2. Figuring out what they're doing

(Fiera’s POV)

“Barmaid 4 Tankards of ale, and whatever else they’re having”

The worried looking barmaid doesn’t ask questions and quickly skirts around the table asking my new nightmares what they want to drink.

The cripple, Billy, asks for milk, ponce not much of a surprise since he can’t walk.

Drake, the creepy quiet and all around freaky fellow asks for some ale. At least he can drink like a man.

The fatso, Sean gets a glass of milk too, 14 isn’t of age yet but that freakishly large and sexually minded kid is definitely beyond his age…and not in a good way.

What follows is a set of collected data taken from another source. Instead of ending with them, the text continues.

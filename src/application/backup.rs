//! Manual journal backup use case

use crate::infrastructure::{BackupManager, BackupOutcome, BackupTarget, Settings};
use chrono::NaiveDateTime;

/// Snapshot the whole journal. Without `force` the frequency gate and the
/// `auto_backup` switch apply.
pub fn backup_journal(settings: &Settings, force: bool, now: NaiveDateTime) -> BackupOutcome {
    let manager = BackupManager::from_settings(settings);

    if force {
        manager.backup(&BackupTarget::Journal, now)
    } else {
        manager.maybe_backup(&BackupTarget::Journal, now)
    }
}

And the scariest of them all, seemingly normal except for his tastes…is Bram. I so thought he was ok, even apologising when he threw up all over me, unlike the others when they appeared and shattered all my hopes and dreams without even a slightly apologetic look.

They were supposed to be heroes, the stuff of legends and I was supposed to guide them, maybe fall in love with one, maybe all of them…but that little fantasy has been ripped from its root without mercy.

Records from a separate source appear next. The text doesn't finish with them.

//! Integration tests for the scraping orchestrator, backed by wiremock.

use playbill::WebScraper;
use playbill::config::{Config, General, Selectors, TheatreConfig};
use playbill::monitor::parse_all;
use wiremock::matchers::{method, path};
use wiremock::{Mock, MockServer, ResponseTemplate};

const PROGRAM_HTML: &str = r#"
<ul class="program">
  <li class="performance">
    <time datetime="2024-06-01T19:00:00">1 June</time>
    <h2 class="name">  Hamlet  </h2>
    <a class="detail" href="/show1">Detail</a>
  </li>
  <li class="performance">
    <time datetime="2024-06-02T19:00:00">2 June</time>
    <h2 class="name">Hamlet</h2>
    <a class="detail" href="https://elsewhere.example/show2">Detail</a>
  </li>
  <li class="performance">
    <time>3 June</time>
    <h2 class="name">Macbeth</h2>
  </li>
</ul>
"#;

fn full_selectors() -> Selectors {
    Selectors {
        elements: Some("li.performance".to_string()),
        time: Some("time".to_string()),
        title: Some("h2.name".to_string()),
        link: Some("a.detail".to_string()),
    }
}

fn theatre(name: &str, base_url: &str, program_url: Option<&str>) -> TheatreConfig {
    TheatreConfig {
        name: name.to_string(),
        base_url: base_url.to_string(),
        program_url: program_url.map(str::to_string),
        time_parseable: true,
        selectors: Some(full_selectors()),
    }
}

fn config_with(theatres: Vec<TheatreConfig>, results_per_theatre: usize) -> Config {
    Config {
        general: General {
            results_per_theatre,
            display_offset: "+00:00".to_string(),
        },
        theatres,
    }
}

fn test_scraper() -> WebScraper {
    // zero backoff keeps the retry tests fast
    WebScraper::new(5, 0, 2).expect("scraper construction should not fail")
}

#[tokio::test]
async fn eligible_theatre_appears_with_normalized_shows() {
    let server = MockServer::start().await;
    Mock::given(method("GET"))
        .and(path("/program"))
        .respond_with(ResponseTemplate::new(200).set_body_string(PROGRAM_HTML))
        .mount(&server)
        .await;

    let base = server.uri();
    let program = format!("{base}/program");
    let cfg = config_with(vec![theatre("Theatre1", &base, Some(&program))], 10);

    let results = parse_all(&cfg, &test_scraper()).await;

    assert_eq!(results.len(), 1);
    let schedule = &results[0];
    assert_eq!(schedule.name, "Theatre1");
    assert_eq!(schedule.shows.len(), 3);

    // whitespace collapsed, relative link absolutized, absolute link untouched
    assert_eq!(schedule.shows[0].title, "Hamlet");
    assert_eq!(schedule.shows[0].link, Some(format!("{base}/show1")));
    assert_eq!(
        schedule.shows[1].link,
        Some("https://elsewhere.example/show2".to_string())
    );

    // no datetime attribute falls back to the element text, no link stays None
    assert_eq!(schedule.shows[2].datetime, "3 June");
    assert_eq!(schedule.shows[2].link, None);
}

#[tokio::test]
async fn result_limit_keeps_first_records_in_document_order() {
    let server = MockServer::start().await;
    Mock::given(method("GET"))
        .and(path("/program"))
        .respond_with(ResponseTemplate::new(200).set_body_string(PROGRAM_HTML))
        .mount(&server)
        .await;

    let base = server.uri();
    let program = format!("{base}/program");
    let cfg = config_with(vec![theatre("Theatre1", &base, Some(&program))], 1);

    let results = parse_all(&cfg, &test_scraper()).await;

    assert_eq!(results[0].shows.len(), 1);
    assert_eq!(results[0].shows[0].datetime, "2024-06-01T19:00:00");
    assert_eq!(results[0].shows[0].link, Some(format!("{base}/show1")));
}

#[tokio::test]
async fn capped_schedule_formats_end_to_end() {
    let server = MockServer::start().await;
    Mock::given(method("GET"))
        .and(path("/program"))
        .respond_with(ResponseTemplate::new(200).set_body_string(PROGRAM_HTML))
        .mount(&server)
        .await;

    let base = server.uri();
    let program = format!("{base}/program");
    let cfg = config_with(vec![theatre("Theatre1", &base, Some(&program))], 1);

    let results = parse_all(&cfg, &test_scraper()).await;
    let tz = cfg.general.display_offset().unwrap();
    let message = playbill::format::format_schedule(&results[0].shows, tz, true);

    assert_eq!(
        message,
        format!("<b>Hamlet</b>\n- Sat, 01 Jun 19:00 -> <a href=\"{base}/show1\">Detail</a>")
    );
}

#[tokio::test]
async fn theatres_without_url_or_selectors_are_skipped() {
    let no_url = theatre("NoUrl", "https://nourl.example", None);

    let mut empty_selectors = theatre(
        "EmptySelectors",
        "https://empty.example",
        Some("https://empty.example/program"),
    );
    empty_selectors.selectors = Some(Selectors::default());

    let mut no_selectors = theatre(
        "NoSelectors",
        "https://none.example",
        Some("https://none.example/program"),
    );
    no_selectors.selectors = None;

    let cfg = config_with(vec![no_url, empty_selectors, no_selectors], 5);
    let results = parse_all(&cfg, &test_scraper()).await;

    assert!(results.is_empty());
}

#[tokio::test]
async fn failing_theatre_does_not_abort_the_run() {
    let server = MockServer::start().await;
    Mock::given(method("GET"))
        .and(path("/broken"))
        .respond_with(ResponseTemplate::new(500))
        .mount(&server)
        .await;
    Mock::given(method("GET"))
        .and(path("/program"))
        .respond_with(ResponseTemplate::new(200).set_body_string(PROGRAM_HTML))
        .mount(&server)
        .await;

    let base = server.uri();
    let broken = format!("{base}/broken");
    let program = format!("{base}/program");
    let cfg = config_with(
        vec![
            theatre("Broken", &base, Some(&broken)),
            theatre("Working", &base, Some(&program)),
        ],
        5,
    );

    let results = parse_all(&cfg, &test_scraper()).await;

    assert_eq!(results.len(), 1);
    assert_eq!(results[0].name, "Working");
}

#[tokio::test]
async fn fetch_retries_transient_errors() {
    let server = MockServer::start().await;
    // first attempt fails, second succeeds
    Mock::given(method("GET"))
        .and(path("/program"))
        .respond_with(ResponseTemplate::new(500))
        .up_to_n_times(1)
        .mount(&server)
        .await;
    Mock::given(method("GET"))
        .and(path("/program"))
        .respond_with(ResponseTemplate::new(200).set_body_string(PROGRAM_HTML))
        .mount(&server)
        .await;

    let base = server.uri();
    let program = format!("{base}/program");
    let cfg = config_with(vec![theatre("Flaky", &base, Some(&program))], 5);

    let results = parse_all(&cfg, &test_scraper()).await;

    assert_eq!(results.len(), 1);
    assert_eq!(results[0].name, "Flaky");
}

#[tokio::test]
async fn retries_exhausted_is_a_typed_error() {
    let server = MockServer::start().await;
    Mock::given(method("GET"))
        .and(path("/program"))
        .respond_with(ResponseTemplate::new(503))
        .mount(&server)
        .await;

    let url = format!("{}/program", server.uri());
    let result = test_scraper().fetch(&url).await;

    match result {
        Err(playbill::ScraperError::RetriesExhausted { url: u, attempts }) => {
            assert_eq!(u, url);
            assert_eq!(attempts, 2);
        }
        other => panic!("expected RetriesExhausted, got: {other:?}"),
    }
}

Bram had been my final hope and that was unerringly shattered when he told me…urp stop thinking about it.

I trust in Rikcha and am forever in his service…but I’m not going to enjoy any part of it that’s for sure.

Bram orders water…well that’s just sad. Seriously get some alcohol, Divines know I need it.

Anyways alcohol is in front of me so let the drinking begin.

*Gulpgulpgulpgulpgulpgulpgulpgulpgulp-*

“Erm, aren’t you a priestess?” Bram raises an eyebrow at me as I violently chug the bitter ale.

“Ahhhhh. I’m an apostle, I get freedom from many sins but in return I am given tasks beyond the normal priest…like helping you people” I almost forgot, ontop of them being completely and utterly horrible people they also know nothing about this world.

Lapsing into silence, we all drink quickly…well in my case anyway.

At least Billy isn’t whining about being carried everywhere anymore: he gave in as we reached the streets…since it has been raining and it is very muddy I doubted he’d want to crawl along that.

Although I did half expect him to…

“So…Fiera” Oh no they’re going to talk to me again, better get started on number 2 “What is your decision” Dammit almost forgot about that...I actually get to set them on their path, Rikcha definitely has a hand in this. I must not screw it up…must not.

“Ahhhh. We’re…going to find the elves”

..

.

“Why?” All 4 of them look at me funny.

“Because that’s what I want to do, and at least they don’t kill humans on sight unlike everything else you are planning to do!”

“Yeah but none of us care about the elves?” Sean points out as more of a question. “They’re just pointy eared humans right?” Billy raises his voice curiously and the bar goes ever so slightly quieter “Furry you really should do your homework more often, elves are the near immortal beings famous for their magical affinity and archery skills…and yes their pointy ears. They’re not as dull as the normal human” “Elves are slaves, basically” I put down my drink…fools don’t know anything about this world and they already want to go out and find a dragon! Hah, I’d let them if it didn’t mean me dying as well… “They were conquered by us a few decades ago and we have a sort of peace with them: they teach special individuals magic and we don’t murder and enslave them. It mostly works”

“So we’re going to see them to learn magic? But why couldn’t we just go to a human mage?”

“Because most of them are busy and why would they want to waste their time teaching you anyways? Plus they’re not legally allowed to teach anyways, not after the first few fiascos” I did mention the heroes that got teleported and died didn’t I?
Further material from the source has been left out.